The Board under § 426 of the Workmen's Compensation Act, as amended, 77 P. S. § 871, undoubtedly had authority to grant a rehearing. But although the Act is to be liberally administered in the interest of a claimant it does not intend that new hearings shall continue indefinitely. Vorbnoff v. Mesta Machine Co., 286 Pa. 199, 209, 133 A. 256. Even litigation involving a claimant's right to compensation must at some time have an end, and the Board is not obliged to grant a rehearing upon every changed circumstance affecting a claimant. Cf. Lopen v. Economy Coat etc. Co. et al., 163 Pa. Super. 593, 63 A.2d 109. There is nothing in this record even remotely suggesting that the Board acted improperly. Claimant had demonstrated over a period of more than a year that his injuries did not affect his ability to perform his former work in the mine. And the Board was most considerate in granting continuances to give him the opportunity to produce witnesses in his defense.

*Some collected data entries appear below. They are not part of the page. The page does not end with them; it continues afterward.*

use std::time::Duration;

/// Errors that can occur in HID transport operations.
#[derive(Debug, thiserror::Error)]
pub enum HidError {
    /// Failed to initialize the HID subsystem.
    #[error("failed to initialize HID subsystem: {0}")]
    Init(#[source] hidapi::HidError),

    /// No device with the requested identity is attached.
    #[error("no HID device matching {vendor_id:04x}:{product_id:04x}")]
    NotFound { vendor_id: u16, product_id: u16 },

    /// A matching device is attached but could not be opened.
    #[error("failed to open HID device {vendor_id:04x}:{product_id:04x}: {source}")]
    Open {
        vendor_id: u16,
        product_id: u16,
        source: hidapi::HidError,
    },

    /// The device rejected a feature report write.
    #[error("feature report write failed: {0}")]
    FeatureReport(#[source] hidapi::HidError),

    /// A device read failed.
    #[error("device read failed: {0}")]
    Read(#[source] hidapi::HidError),

    /// No frame arrived within the read timeout.
    #[error("device read timed out after {0:?}")]
    ReadTimeout(Duration),
}

pub type Result<T> = std::result::Result<T, HidError>;
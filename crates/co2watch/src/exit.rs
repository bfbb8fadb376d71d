use std::fmt;

use co2watch_hid::HidError;
use co2watch_session::SessionError;

pub const SUCCESS: i32 = 0;
pub const FAILURE: i32 = 1;
pub const DEVICE_ERROR: i32 = 3;
pub const USAGE: i32 = 64;
pub const TIMEOUT: i32 = 124;
pub const INTERNAL: i32 = 125;

pub type CliResult<T> = Result<T, CliError>;

#[derive(Debug)]
pub struct CliError {
    pub code: i32,
    pub message: String,
}

impl CliError {
    pub fn new(code: i32, message: impl Into<String>) -> Self {
        Self {
            code,
            message: message.into(),
        }
    }
}

impl fmt::Display for CliError {
    fn fmt(&self, f: &mut fmt::Formatter<'_>) -> fmt::Result {
        write!(f, "{}", self.message)
    }
}

impl std::error::Error for CliError {}

pub fn hid_error(context: &str, err: HidError) -> CliError {
    let code = match err {
        HidError::NotFound { .. } => DEVICE_ERROR,
        HidError::Init(_) | HidError::Open { .. } => DEVICE_ERROR,
        HidError::ReadTimeout(_) => TIMEOUT,
        HidError::FeatureReport(_) | HidError::Read(_) => FAILURE,
    };
    CliError::new(code, format!("{context}: {err}"))
}

pub fn session_error(context: &str, err: SessionError) -> CliError {
    match err {
        SessionError::Hid(err) => hid_error(context, err),
        SessionError::HandshakeFailed { .. } => CliError::new(FAILURE, format!("{context}: {err}")),
        SessionError::Spawn(_) => CliError::new(INTERNAL, format!("{context}: {err}")),
    }
}
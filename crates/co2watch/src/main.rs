mod cmd;
mod exit;
mod logging;
mod output;

use clap::Parser;

use crate::cmd::Command;
use crate::logging::{init_logging, LogFormat, LogLevel};
use crate::output::OutputFormat;

#[derive(Parser, Debug)]
#[command(name = "co2watch", version, about = "CO2 monitor CLI")]
struct Cli {
    /// Output format.
    #[arg(long, value_name = "FORMAT", global = true)]
    format: Option<OutputFormat>,

    /// Log output format (stderr).
    #[arg(long, value_name = "FORMAT", default_value = "text", global = true)]
    log_format: LogFormat,

    /// Minimum log level (stderr).
    #[arg(long, value_name = "LEVEL", default_value = "info", global = true)]
    log_level: LogLevel,

    #[command(subcommand)]
    command: Command,
}

fn main() {
    let cli = Cli::parse();
    init_logging(cli.log_format, cli.log_level);

    let format = cli.format.unwrap_or_else(OutputFormat::default_for_stdout);
    let result = cmd::run(cli.command, format);

    match result {
        Ok(code) => std::process::exit(code),
        Err(err) => {
            eprintln!("error: {err}");
            std::process::exit(err.code);
        }
    }
}
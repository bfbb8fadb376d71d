use std::fmt;
use std::time::{SystemTime, UNIX_EPOCH};

/// The semantic payload of one reading.
#[derive(Debug, Clone, PartialEq)]
pub enum Measurement {
    /// CO2 concentration in parts per million.
    Co2 { ppm: u16 },
    /// Temperature in degrees Celsius, one decimal place.
    Temperature { celsius: f64 },
    /// A frame or read that could not be turned into a value. Still
    /// delivered downstream so the consumer sees gaps, not silence.
    Malformed { message: String },
}

/// One timestamped reading from the device.
#[derive(Debug, Clone, PartialEq)]
pub struct Reading {
    pub measurement: Measurement,
    /// Capture time, assigned at decode or at failure detection.
    pub timestamp: SystemTime,
}

impl Reading {
    pub fn co2(ppm: u16) -> Self {
        Self::now(Measurement::Co2 { ppm })
    }

    pub fn temperature(celsius: f64) -> Self {
        Self::now(Measurement::Temperature { celsius })
    }

    pub fn malformed(message: impl Into<String>) -> Self {
        Self::now(Measurement::Malformed {
            message: message.into(),
        })
    }

    fn now(measurement: Measurement) -> Self {
        Self {
            measurement,
            timestamp: SystemTime::now(),
        }
    }

    /// Capture time as whole seconds since the Unix epoch.
    pub fn unix_timestamp(&self) -> u64 {
        self.timestamp
            .duration_since(UNIX_EPOCH)
            .map(|d| d.as_secs())
            .unwrap_or(0)
    }
}

impl fmt::Display for Measurement {
    fn fmt(&self, f: &mut fmt::Formatter<'_>) -> fmt::Result {
        match self {
            Measurement::Co2 { ppm } => write!(f, "CO2: {ppm} ppm"),
            Measurement::Temperature { celsius } => write!(f, "TEMPERATURE: {celsius:.1}"),
            Measurement::Malformed { message } => write!(f, "ERROR: {message}"),
        }
    }
}

impl fmt::Display for Reading {
    fn fmt(&self, f: &mut fmt::Formatter<'_>) -> fmt::Result {
        write!(f, "[{}] {}", self.unix_timestamp(), self.measurement)
    }
}
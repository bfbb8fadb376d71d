/// Errors that can occur while validating or decoding a sensor frame.
#[derive(Debug, Clone, PartialEq, thiserror::Error)]
pub enum FrameError {
    /// The sentinel byte or checksum does not match.
    #[error("bad crc")]
    BadCrc,

    /// The frame is too short to decode.
    #[error("wrong data length {len} but must be >= 5")]
    TooShort { len: usize },

    /// The decoded CO2 value is below the protocol minimum.
    #[error("co2 ppm {ppm} is below minimum")]
    BelowMinimum { ppm: i32 },
}

pub type Result<T> = std::result::Result<T, FrameError>;
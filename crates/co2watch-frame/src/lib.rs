//! Frame validation and decoding for the co2watch sensor protocol.
//!
//! The device emits fixed 8-byte frames:
//! - byte 0: channel code (0x50 = CO2, 0x42 = temperature)
//! - bytes 1-2: big-endian 16-bit payload
//! - byte 3: checksum (8-bit wrapping sum of bytes 0-2)
//! - byte 4: sentinel 0x0d
//! - bytes 5-7: padding
//!
//! This crate is pure: no I/O, no state. Decode failures come back as
//! classified error values, never panics.

pub mod codec;
pub mod error;

pub use codec::{
    check_crc, decode_frame, Decoded, RawFrame, ABS_ZERO_CELSIUS, CO2_CODE, FRAME_SIZE,
    MAX_CO2_PPM, MIN_CO2_PPM, MIN_FRAME_LEN, SENTINEL, TEMP_CODE, TEMP_FACTOR,
};
pub use error::{FrameError, Result};
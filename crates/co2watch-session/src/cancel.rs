use std::sync::{Arc, Condvar, Mutex, PoisonError};
use std::time::Duration;

/// Cooperative cancellation signal shared between the caller and the
/// polling loop.
///
/// Clones share one flag. Cancellation is one-way and idempotent: once
/// fired it stays fired.
#[derive(Clone, Debug, Default)]
pub struct CancelToken {
    state: Arc<(Mutex<bool>, Condvar)>,
}

impl CancelToken {
    pub fn new() -> Self {
        Self::default()
    }

    /// Fire the signal. Safe to call from any thread, any number of times.
    pub fn cancel(&self) {
        let (flag, cvar) = &*self.state;
        let mut cancelled = flag.lock().unwrap_or_else(PoisonError::into_inner);
        *cancelled = true;
        cvar.notify_all();
    }

    pub fn is_cancelled(&self) -> bool {
        let (flag, _) = &*self.state;
        *flag.lock().unwrap_or_else(PoisonError::into_inner)
    }

    /// Block until the signal fires or `timeout` elapses, whichever comes
    /// first. Returns true if cancelled.
    ///
    /// This is the polling loop's tick wait: a full timeout is a tick, an
    /// early return is a cancellation.
    pub(crate) fn wait_timeout(&self, timeout: Duration) -> bool {
        let (flag, cvar) = &*self.state;
        let cancelled = flag.lock().unwrap_or_else(PoisonError::into_inner);
        let (cancelled, _) = cvar
            .wait_timeout_while(cancelled, timeout, |cancelled| !*cancelled)
            .unwrap_or_else(PoisonError::into_inner);
        *cancelled
    }
}
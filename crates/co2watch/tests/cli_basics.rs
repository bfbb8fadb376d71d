#![cfg(feature = "cli")]

use std::process::Command;

fn co2watch() -> Command {
    Command::new(env!("CARGO_BIN_EXE_co2watch"))
}

#[test]
fn version_prints_package_version() {
    let output = co2watch()
        .arg("version")
        .output()
        .expect("binary should run");

    assert!(output.status.success());
    let stdout = String::from_utf8_lossy(&output.stdout);
    assert!(stdout.contains(env!("CARGO_PKG_VERSION")));
}

#[test]
fn watch_rejects_invalid_interval() {
    let output = co2watch()
        .args(["watch", "--interval", "soon"])
        .output()
        .expect("binary should run");

    assert_eq!(output.status.code(), Some(64));
    let stderr = String::from_utf8_lossy(&output.stderr);
    assert!(stderr.contains("invalid interval"));
}

#[test]
fn unknown_subcommand_fails_usage() {
    let output = co2watch()
        .arg("calibrate")
        .output()
        .expect("binary should run");

    assert!(!output.status.success());
}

It was conceded below, as the record clearly shows, that the order of termination was justified by the findings and that the findings were supported by competent evidence, for the most part undisputed. And the only question here, as in the court below, is the propriety of the order refusing a rehearing. Since the refusal of a rehearing is wholly within the discretion of the Board its order is appealable only for an abuse of that discretion. Powell v. Sonntag, 159 Pa. Super. 354, 48 A.2d 62; Fronko v. U.S. Sanitary Mfg. Co., 155 Pa. Super. 636, 642, 39 A.2d 363. In any view of the record in the present case, it is clear that the Board did not exceed the bounds of reason in refusing a rehearing. The order of the lower court, therefore, in remanding the case to the Board for reconsideration of claimant's request for a rehearing, is a nullity and not interlocutory merely. Accordingly, consistent with the practice indicated in Fronko v. U.S. Sanitary Mfg. Co. as well as in Powell v. Sonntag, supra, we are obliged to dispose of that question with finality as one of law.
The order of the court below was not interlocutory; the order is reversed and the record is remitted to the lower court for entry of judgment in favor of the defendant on the order of termination as entered by the Board.